Die Wissenschaftler nahmen Bilder auf, die mit einer Kamera auf dem Mars Reconnaissance Orbiter (MRO) der NASA aufgenommen wurden, als Eingabedaten für ihren Algorithmus .
Mars Reconnaissance Orbiter über dem Südpol des Mars. Zeichnung des Künstlers. Quelle: space.com
Die MRO Contextual Camera (CTX) nimmt Bilder mit niedriger Auflösung auf, die Hunderte von Kilometern gleichzeitig abdecken können. Auf diese Weise können Sie Spuren der Explosion um die Aufprallstelle herum finden und den Suchbereich auf der Oberfläche des Planeten einschränken. Um feinere Details zu erfassen und einzelne Krater zu identifizieren, setzen Wissenschaftler auf die hochauflösende MRO-Kamera HiRISE . Damit können Sie Objekte sehen, die nur 30 cm von der Umlaufbahn der Planetenoberfläche entfernt sind. Zuerst werden die Bilder von der CTX-Kamera analysiert, dann zielt HiRISE auf interessante Bereiche ab. Eine sorgfältige Bildanalyse ist jedoch erforderlich, um kleine Objekte auf der Marsoberfläche zu identifizieren und für weitere Untersuchungen auszuwählen. Die NASA erwartet, dass die KI diesen Prozess beschleunigt.
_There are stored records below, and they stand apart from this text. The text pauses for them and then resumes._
use std::cell::OnceCell;
use std::path::{Path, PathBuf};

use ab_glyph::FontArc;

const PLATFORM_CANDIDATES: &[&str] = &[
    "C:\\Windows\\Fonts\\msyh.ttc",
    "C:\\Windows\\Fonts\\arial.ttf",
    "/System/Library/Fonts/Supplemental/Arial Unicode.ttf",
    "/System/Library/Fonts/Supplemental/Arial.ttf",
    "/System/Library/Fonts/SFNS.ttf",
    "/usr/share/fonts/truetype/dejavu/DejaVuSans.ttf",
    "/usr/share/fonts/TTF/DejaVuSans.ttf",
    "/usr/share/fonts/truetype/liberation/LiberationSans-Regular.ttf",
    "/usr/share/fonts/noto/NotoSans-Regular.ttf",
];

const BUNDLED_PREFERENCE: &[&str] = &["Ubuntu-Light", "Hack"];

/// Resolves the font used to burn text into the raster. Resolution happens
/// once per session and degrades to egui's bundled font; it never fails loudly.
pub struct FontResolver {
    candidates: Vec<PathBuf>,
    resolved: OnceCell<Option<FontArc>>,
}

impl FontResolver {
    pub fn new(extra_candidates: &[PathBuf]) -> Self {
        let mut candidates = extra_candidates.to_vec();
        candidates.extend(PLATFORM_CANDIDATES.iter().map(PathBuf::from));
        Self {
            candidates,
            resolved: OnceCell::new(),
        }
    }

    pub fn font(&self) -> Option<&FontArc> {
        self.resolved
            .get_or_init(|| resolve_font(&self.candidates))
            .as_ref()
    }
}

fn resolve_font(candidates: &[PathBuf]) -> Option<FontArc> {
    for path in candidates {
        if let Some(font) = load_font_file(path) {
            log::debug!("text font: {}", path.display());
            return Some(font);
        }
    }

    let bundled = bundled_font();
    if bundled.is_none() {
        log::warn!("no usable font found, text annotations will not be rendered");
    }
    bundled
}

fn load_font_file(path: &Path) -> Option<FontArc> {
    let bytes = std::fs::read(path).ok()?;
    FontArc::try_from_vec(bytes).ok()
}

fn bundled_font() -> Option<FontArc> {
    let definitions = egui::FontDefinitions::default();
    let preferred = BUNDLED_PREFERENCE
        .iter()
        .filter_map(|name| definitions.font_data.get(*name));

    for data in preferred.chain(definitions.font_data.values()) {
        if let Ok(font) = FontArc::try_from_vec(data.font.to_vec()) {
            log::debug!("text font: bundled fallback");
            return Some(font);
        }
    }

    None
}

#[cfg(test)]
mod tests {
    use std::path::PathBuf;

    use super::{bundled_font, load_font_file, FontResolver};

    #[test]
    fn missing_and_garbage_files_are_skipped() {
        let dir = tempfile::tempdir().expect("tempdir");
        let garbage = dir.path().join("broken.ttf");
        std::fs::write(&garbage, b"not a font").expect("write garbage");

        assert!(load_font_file(&garbage).is_none());
        assert!(load_font_file(&dir.path().join("missing.ttf")).is_none());
    }

    #[test]
    fn resolver_always_ends_with_a_font() {
        let resolver = FontResolver::new(&[PathBuf::from("/definitely/not/here.ttf")]);
        assert!(bundled_font().is_some());
        assert!(resolver.font().is_some());
    }
}
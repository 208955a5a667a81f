use std::path::PathBuf;

use anyhow::{Context, Result};
use directories::ProjectDirs;
use serde::{Deserialize, Serialize};

use crate::annotation::{FontSize, MosaicSize, Rgba, Tool};

/// Editor constants, fixed for the lifetime of a session.
#[derive(Clone, Debug, Serialize, Deserialize, PartialEq)]
#[serde(default)]
pub struct EditorConfig {
    pub stroke_width: u32,
    pub arrow_outline_width: u32,
    pub arrow_head_length: f32,
    pub arrow_head_angle_deg: f32,
    pub highlight_threshold: u32,
    pub highlight_alpha: u8,
    pub min_zoom: f32,
    pub max_zoom: f32,
    pub zoom_in_factor: f32,
    pub zoom_out_factor: f32,
    pub min_drag_px: f32,
    pub min_mosaic_block: u32,
    pub font_candidates: Vec<PathBuf>,
    pub max_image_size: Option<[u32; 2]>,
    pub capture_delay_ms: u64,
    pub min_region_px: u32,
    pub screenshot_dir: Option<PathBuf>,
}

impl Default for EditorConfig {
    fn default() -> Self {
        Self {
            stroke_width: 4,
            arrow_outline_width: 6,
            arrow_head_length: 20.0,
            arrow_head_angle_deg: 30.0,
            highlight_threshold: 100,
            highlight_alpha: 60,
            min_zoom: 0.2,
            max_zoom: 3.0,
            zoom_in_factor: 1.1,
            zoom_out_factor: 0.9,
            min_drag_px: 5.0,
            min_mosaic_block: 3,
            font_candidates: Vec::new(),
            max_image_size: None,
            capture_delay_ms: 1000,
            min_region_px: 10,
            screenshot_dir: None,
        }
    }
}

impl EditorConfig {
    fn file_path() -> Option<PathBuf> {
        config_file("config.json")
    }

    pub fn load() -> Result<Self> {
        let path = Self::file_path().context("cannot resolve config path")?;
        let raw = std::fs::read_to_string(&path)
            .with_context(|| format!("cannot read {}", path.display()))?;
        Self::from_json(&raw)
    }

    pub fn from_json(raw: &str) -> Result<Self> {
        let mut config: Self = serde_json::from_str(raw).context("invalid editor config")?;
        config.sanitize();
        Ok(config)
    }

    /// Loads the config file, falling back to defaults when it is missing or
    /// unreadable.
    pub fn load_or_default() -> Self {
        match Self::load() {
            Ok(config) => config,
            Err(err) => {
                log::debug!("using default editor config: {err:#}");
                Self::default()
            }
        }
    }

    fn sanitize(&mut self) {
        let defaults = Self::default();
        if !(self.min_zoom > 0.0 && self.min_zoom <= self.max_zoom) {
            self.min_zoom = defaults.min_zoom;
            self.max_zoom = defaults.max_zoom;
        }
        if self.zoom_in_factor <= 1.0 {
            self.zoom_in_factor = defaults.zoom_in_factor;
        }
        if !(self.zoom_out_factor > 0.0 && self.zoom_out_factor < 1.0) {
            self.zoom_out_factor = defaults.zoom_out_factor;
        }
        self.stroke_width = self.stroke_width.max(1);
        self.min_mosaic_block = self.min_mosaic_block.max(1);
    }
}

/// Tool state remembered between sessions.
#[derive(Clone, Debug, Serialize, Deserialize, PartialEq)]
#[serde(default)]
pub struct UserSettings {
    pub last_tool: Tool,
    pub last_color: Rgba,
    pub last_font_size: FontSize,
    pub last_mosaic_size: MosaicSize,
    pub dark_mode: bool,
}

impl Default for UserSettings {
    fn default() -> Self {
        Self {
            last_tool: Tool::Rectangle,
            last_color: [0xFF, 0x41, 0x36, 0xFF],
            last_font_size: FontSize::DEFAULT,
            last_mosaic_size: MosaicSize::DEFAULT,
            dark_mode: false,
        }
    }
}

impl UserSettings {
    fn file_path() -> Option<PathBuf> {
        config_file("settings.json")
    }

    pub fn load() -> Result<Self> {
        let path = Self::file_path().context("cannot resolve settings path")?;
        let raw = std::fs::read_to_string(path)?;
        Ok(serde_json::from_str(&raw)?)
    }

    pub fn save(&self) -> Result<()> {
        let path = Self::file_path().context("cannot resolve settings path")?;
        std::fs::write(path, serde_json::to_string_pretty(self)?)?;
        Ok(())
    }
}

pub fn project_dirs() -> Option<ProjectDirs> {
    ProjectDirs::from("com", "tracemark", "tracemark")
}

fn config_file(name: &str) -> Option<PathBuf> {
    let dirs = project_dirs()?;
    let config_dir = dirs.config_dir();
    std::fs::create_dir_all(config_dir).ok()?;
    Some(config_dir.join(name))
}

#[cfg(test)]
mod tests {
    use super::{EditorConfig, UserSettings};
    use crate::annotation::Tool;

    #[test]
    fn partial_config_keeps_defaults() {
        let config = EditorConfig::from_json(r#"{ "max_zoom": 5.0, "highlight_alpha": 90 }"#)
            .expect("config should parse");
        assert_eq!(config.max_zoom, 5.0);
        assert_eq!(config.highlight_alpha, 90);
        assert_eq!(config.min_zoom, 0.2);
        assert_eq!(config.stroke_width, 4);
    }

    #[test]
    fn invalid_zoom_bounds_fall_back() {
        let config = EditorConfig::from_json(r#"{ "min_zoom": 4.0, "max_zoom": 1.0, "zoom_out_factor": 1.5 }"#)
            .expect("config should parse");
        assert_eq!(config.min_zoom, 0.2);
        assert_eq!(config.max_zoom, 3.0);
        assert_eq!(config.zoom_out_factor, 0.9);
    }

    #[test]
    fn settings_round_trip() {
        let settings = UserSettings {
            last_tool: Tool::Mosaic,
            dark_mode: true,
            ..UserSettings::default()
        };
        let raw = serde_json::to_string(&settings).expect("serialize");
        let back: UserSettings = serde_json::from_str(&raw).expect("deserialize");
        assert_eq!(back, settings);
    }
}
Um Krater genauer zu finden, "trainierten" die NASA-Forscher den Algorithmus an 6830 Bildern, die mit einer Kontextkamera aufgenommen wurden. Dieser Prozess umfasste Bilder von Gebieten, in denen Menschen zuvor Kollisionen mit der Oberfläche des Planeten identifiziert hatten, sowie von Gebieten ohne Krater, damit das Instrument lernen konnte, Oberflächenmerkmale auf dem Mars korrekt zu unterscheiden.
Eine Ansammlung kleiner Marskrater, die durch künstliche Intelligenz identifiziert wurden. Foto: NASA
Nach dem Training des Algorithmus haben die Wissenschaftler weitere 112.000 Bilder der Oberfläche des Roten Planeten hochgeladen, die von einer Kontextkamera aufgenommen wurden. Dank dieser Bilder konnte künstliche Intelligenz eine Gruppe von Kratern namens Noctis Fossae unterscheiden, was von Forschern mit dem HiRISE-Instrument bestätigt wurde. So wurden 20 weitere Studienbereiche identifiziert, die von Experten genauer untersucht werden.
„Künstliche Intelligenz kann Bilder natürlich nicht so geschickt analysieren wie Wissenschaftler. Aber Tools wie dieser neue Algorithmus können ihnen dabei helfen. Dies ebnet den Weg für eine aufregende Symbiose von Mensch und künstlicher Intelligenz, die zusammenarbeiten, um die wissenschaftliche Entdeckung zu beschleunigen “, sagte Kiri Wagstaff , JPL NASA.
„Es wäre unmöglich, mehr als 112.000 Bilder in angemessener Zeit zu verarbeiten, ohne die Arbeit auf viele Computer zu verteilen“, sagt ihr Kollege Gary Doran .
Die NASA hofft, eine ähnliche Klassifizierungstechnologie für zukünftige Mars-Orbiter verwenden zu können. Laut den Mitarbeitern der Nationalen Luft- und Raumfahrtbehörde wird dies ein vollständigeres Bild davon liefern, wie oft Meteore auf den Mars fallen.